-- Collected data entries --
════
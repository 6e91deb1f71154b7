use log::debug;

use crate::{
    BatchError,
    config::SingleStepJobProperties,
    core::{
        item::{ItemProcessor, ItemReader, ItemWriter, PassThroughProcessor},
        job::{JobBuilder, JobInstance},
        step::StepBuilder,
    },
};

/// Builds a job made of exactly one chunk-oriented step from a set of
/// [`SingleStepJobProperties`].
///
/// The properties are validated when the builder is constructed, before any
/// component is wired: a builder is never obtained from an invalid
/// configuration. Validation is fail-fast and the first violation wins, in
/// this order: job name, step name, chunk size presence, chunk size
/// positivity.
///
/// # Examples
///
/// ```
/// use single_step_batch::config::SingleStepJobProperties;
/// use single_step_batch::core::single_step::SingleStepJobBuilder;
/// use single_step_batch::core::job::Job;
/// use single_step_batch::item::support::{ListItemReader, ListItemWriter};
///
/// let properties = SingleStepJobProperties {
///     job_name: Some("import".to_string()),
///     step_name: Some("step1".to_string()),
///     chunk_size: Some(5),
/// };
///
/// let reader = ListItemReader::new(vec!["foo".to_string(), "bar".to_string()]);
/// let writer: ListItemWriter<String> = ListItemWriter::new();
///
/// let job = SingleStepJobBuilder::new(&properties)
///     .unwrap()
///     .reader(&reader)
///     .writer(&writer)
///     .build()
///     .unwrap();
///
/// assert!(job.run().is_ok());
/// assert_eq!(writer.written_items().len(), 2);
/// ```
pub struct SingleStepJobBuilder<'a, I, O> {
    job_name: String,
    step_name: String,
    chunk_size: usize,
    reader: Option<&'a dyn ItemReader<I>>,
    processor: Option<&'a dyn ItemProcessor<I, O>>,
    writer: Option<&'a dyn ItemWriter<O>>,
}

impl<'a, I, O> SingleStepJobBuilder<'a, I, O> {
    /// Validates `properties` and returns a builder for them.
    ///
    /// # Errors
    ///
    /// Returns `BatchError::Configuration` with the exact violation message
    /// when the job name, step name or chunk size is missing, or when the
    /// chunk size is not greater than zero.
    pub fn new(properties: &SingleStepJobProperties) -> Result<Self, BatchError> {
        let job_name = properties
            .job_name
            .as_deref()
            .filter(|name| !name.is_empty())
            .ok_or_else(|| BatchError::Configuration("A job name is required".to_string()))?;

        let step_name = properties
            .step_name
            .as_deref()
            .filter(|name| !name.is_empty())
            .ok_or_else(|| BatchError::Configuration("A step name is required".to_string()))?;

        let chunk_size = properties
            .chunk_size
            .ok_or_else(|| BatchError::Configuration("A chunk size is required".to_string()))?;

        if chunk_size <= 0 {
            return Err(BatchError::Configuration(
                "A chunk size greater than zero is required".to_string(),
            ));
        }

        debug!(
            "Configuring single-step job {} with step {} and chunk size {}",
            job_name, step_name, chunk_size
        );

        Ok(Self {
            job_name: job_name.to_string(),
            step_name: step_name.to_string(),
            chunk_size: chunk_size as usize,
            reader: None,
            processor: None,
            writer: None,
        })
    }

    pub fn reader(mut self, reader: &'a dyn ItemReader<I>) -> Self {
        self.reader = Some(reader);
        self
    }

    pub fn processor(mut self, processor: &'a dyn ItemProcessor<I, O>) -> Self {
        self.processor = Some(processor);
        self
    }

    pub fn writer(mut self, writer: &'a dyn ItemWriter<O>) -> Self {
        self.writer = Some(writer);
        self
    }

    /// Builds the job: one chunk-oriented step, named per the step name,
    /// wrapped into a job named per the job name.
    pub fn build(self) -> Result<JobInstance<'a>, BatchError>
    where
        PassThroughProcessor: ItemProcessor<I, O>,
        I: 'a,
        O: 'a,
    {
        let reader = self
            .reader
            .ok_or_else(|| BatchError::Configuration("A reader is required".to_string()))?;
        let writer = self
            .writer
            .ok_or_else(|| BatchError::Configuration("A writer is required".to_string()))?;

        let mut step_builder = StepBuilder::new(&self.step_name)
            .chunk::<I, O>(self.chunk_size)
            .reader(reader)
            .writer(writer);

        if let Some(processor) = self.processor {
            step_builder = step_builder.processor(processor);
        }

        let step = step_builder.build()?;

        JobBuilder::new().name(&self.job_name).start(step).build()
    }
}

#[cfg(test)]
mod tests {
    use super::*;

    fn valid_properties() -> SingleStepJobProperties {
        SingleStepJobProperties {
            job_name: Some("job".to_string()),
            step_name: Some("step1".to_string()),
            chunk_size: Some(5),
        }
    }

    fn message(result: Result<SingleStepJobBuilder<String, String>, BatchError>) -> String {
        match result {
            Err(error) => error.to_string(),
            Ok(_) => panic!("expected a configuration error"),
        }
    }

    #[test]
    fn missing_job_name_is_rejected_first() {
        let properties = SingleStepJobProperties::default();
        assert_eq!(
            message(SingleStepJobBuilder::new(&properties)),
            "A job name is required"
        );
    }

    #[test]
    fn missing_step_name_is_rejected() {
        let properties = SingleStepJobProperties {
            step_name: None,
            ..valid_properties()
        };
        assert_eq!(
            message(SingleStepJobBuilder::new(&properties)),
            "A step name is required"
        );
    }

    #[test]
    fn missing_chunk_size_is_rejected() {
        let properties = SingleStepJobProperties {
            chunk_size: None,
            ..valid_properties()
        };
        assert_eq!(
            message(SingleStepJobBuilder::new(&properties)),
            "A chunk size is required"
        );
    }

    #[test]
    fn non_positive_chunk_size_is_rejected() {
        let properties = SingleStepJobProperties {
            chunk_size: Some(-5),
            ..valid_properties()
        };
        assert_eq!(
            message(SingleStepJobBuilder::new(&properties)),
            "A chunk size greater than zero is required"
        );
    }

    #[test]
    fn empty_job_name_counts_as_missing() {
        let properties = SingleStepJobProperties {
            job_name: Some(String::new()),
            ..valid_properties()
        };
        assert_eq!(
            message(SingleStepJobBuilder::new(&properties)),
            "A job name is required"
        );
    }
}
════
-- What the task asks --
Above are the records; copy all of them exactly.

-- Exercise result --
repository 6e91deb1f71154b7
use log::debug;

use crate::{
    BatchError,
    config::SingleStepJobProperties,
    core::{
        item::{ItemProcessor, ItemReader, ItemWriter, PassThroughProcessor},
        job::{JobBuilder, JobInstance},
        step::StepBuilder,
    },
};

/// Builds a job made of exactly one chunk-oriented step from a set of
/// [`SingleStepJobProperties`].
///
/// The properties are validated when the builder is constructed, before any
/// component is wired: a builder is never obtained from an invalid
/// configuration. Validation is fail-fast and the first violation wins, in
/// this order: job name, step name, chunk size presence, chunk size
/// positivity.
///
/// # Examples
///
/// ```
/// use single_step_batch::config::SingleStepJobProperties;
/// use single_step_batch::core::single_step::SingleStepJobBuilder;
/// use single_step_batch::core::job::Job;
/// use single_step_batch::item::support::{ListItemReader, ListItemWriter};
///
/// let properties = SingleStepJobProperties {
///     job_name: Some("import".to_string()),
///     step_name: Some("step1".to_string()),
///     chunk_size: Some(5),
/// };
///
/// let reader = ListItemReader::new(vec!["foo".to_string(), "bar".to_string()]);
/// let writer: ListItemWriter<String> = ListItemWriter::new();
///
/// let job = SingleStepJobBuilder::new(&properties)
///     .unwrap()
///     .reader(&reader)
///     .writer(&writer)
///     .build()
///     .unwrap();
///
/// assert!(job.run().is_ok());
/// assert_eq!(writer.written_items().len(), 2);
/// ```
pub struct SingleStepJobBuilder<'a, I, O> {
    job_name: String,
    step_name: String,
    chunk_size: usize,
    reader: Option<&'a dyn ItemReader<I>>,
    processor: Option<&'a dyn ItemProcessor<I, O>>,
    writer: Option<&'a dyn ItemWriter<O>>,
}

impl<'a, I, O> SingleStepJobBuilder<'a, I, O> {
    /// Validates `properties` and returns a builder for them.
    ///
    /// # Errors
    ///
    /// Returns `BatchError::Configuration` with the exact violation message
    /// when the job name, step name or chunk size is missing, or when the
    /// chunk size is not greater than zero.
    pub fn new(properties: &SingleStepJobProperties) -> Result<Self, BatchError> {
        let job_name = properties
            .job_name
            .as_deref()
            .filter(|name| !name.is_empty())
            .ok_or_else(|| BatchError::Configuration("A job name is required".to_string()))?;

        let step_name = properties
            .step_name
            .as_deref()
            .filter(|name| !name.is_empty())
            .ok_or_else(|| BatchError::Configuration("A step name is required".to_string()))?;

        let chunk_size = properties
            .chunk_size
            .ok_or_else(|| BatchError::Configuration("A chunk size is required".to_string()))?;

        if chunk_size <= 0 {
            return Err(BatchError::Configuration(
                "A chunk size greater than zero is required".to_string(),
            ));
        }

        debug!(
            "Configuring single-step job {} with step {} and chunk size {}",
            job_name, step_name, chunk_size
        );

        Ok(Self {
            job_name: job_name.to_string(),
            step_name: step_name.to_string(),
            chunk_size: chunk_size as usize,
            reader: None,
            processor: None,
            writer: None,
        })
    }

    pub fn reader(mut self, reader: &'a dyn ItemReader<I>) -> Self {
        self.reader = Some(reader);
        self
    }

    pub fn processor(mut self, processor: &'a dyn ItemProcessor<I, O>) -> Self {
        self.processor = Some(processor);
        self
    }

    pub fn writer(mut self, writer: &'a dyn ItemWriter<O>) -> Self {
        self.writer = Some(writer);
        self
    }

    /// Builds the job: one chunk-oriented step, named per the step name,
    /// wrapped into a job named per the job name.
    pub fn build(self) -> Result<JobInstance<'a>, BatchError>
    where
        PassThroughProcessor: ItemProcessor<I, O>,
        I: 'a,
        O: 'a,
    {
        let reader = self
            .reader
            .ok_or_else(|| BatchError::Configuration("A reader is required".to_string()))?;
        let writer = self
            .writer
            .ok_or_else(|| BatchError::Configuration("A writer is required".to_string()))?;

        let mut step_builder = StepBuilder::new(&self.step_name)
            .chunk::<I, O>(self.chunk_size)
            .reader(reader)
            .writer(writer);

        if let Some(processor) = self.processor {
            step_builder = step_builder.processor(processor);
        }

        let step = step_builder.build()?;

        JobBuilder::new().name(&self.job_name).start(step).build()
    }
}

#[cfg(test)]
mod tests {
    use super::*;

    fn valid_properties() -> SingleStepJobProperties {
        SingleStepJobProperties {
            job_name: Some("job".to_string()),
            step_name: Some("step1".to_string()),
            chunk_size: Some(5),
        }
    }

    fn message(result: Result<SingleStepJobBuilder<String, String>, BatchError>) -> String {
        match result {
            Err(error) => error.to_string(),
            Ok(_) => panic!("expected a configuration error"),
        }
    }

    #[test]
    fn missing_job_name_is_rejected_first() {
        let properties = SingleStepJobProperties::default();
        assert_eq!(
            message(SingleStepJobBuilder::new(&properties)),
            "A job name is required"
        );
    }

    #[test]
    fn missing_step_name_is_rejected() {
        let properties = SingleStepJobProperties {
            step_name: None,
            ..valid_properties()
        };
        assert_eq!(
            message(SingleStepJobBuilder::new(&properties)),
            "A step name is required"
        );
    }

    #[test]
    fn missing_chunk_size_is_rejected() {
        let properties = SingleStepJobProperties {
            chunk_size: None,
            ..valid_properties()
        };
        assert_eq!(
            message(SingleStepJobBuilder::new(&properties)),
            "A chunk size is required"
        );
    }

    #[test]
    fn non_positive_chunk_size_is_rejected() {
        let properties = SingleStepJobProperties {
            chunk_size: Some(-5),
            ..valid_properties()
        };
        assert_eq!(
            message(SingleStepJobBuilder::new(&properties)),
            "A chunk size greater than zero is required"
        );
    }

    #[test]
    fn empty_job_name_counts_as_missing() {
        let properties = SingleStepJobProperties {
            job_name: Some(String::new()),
            ..valid_properties()
        };
        assert_eq!(
            message(SingleStepJobBuilder::new(&properties)),
            "A job name is required"
        );
    }
}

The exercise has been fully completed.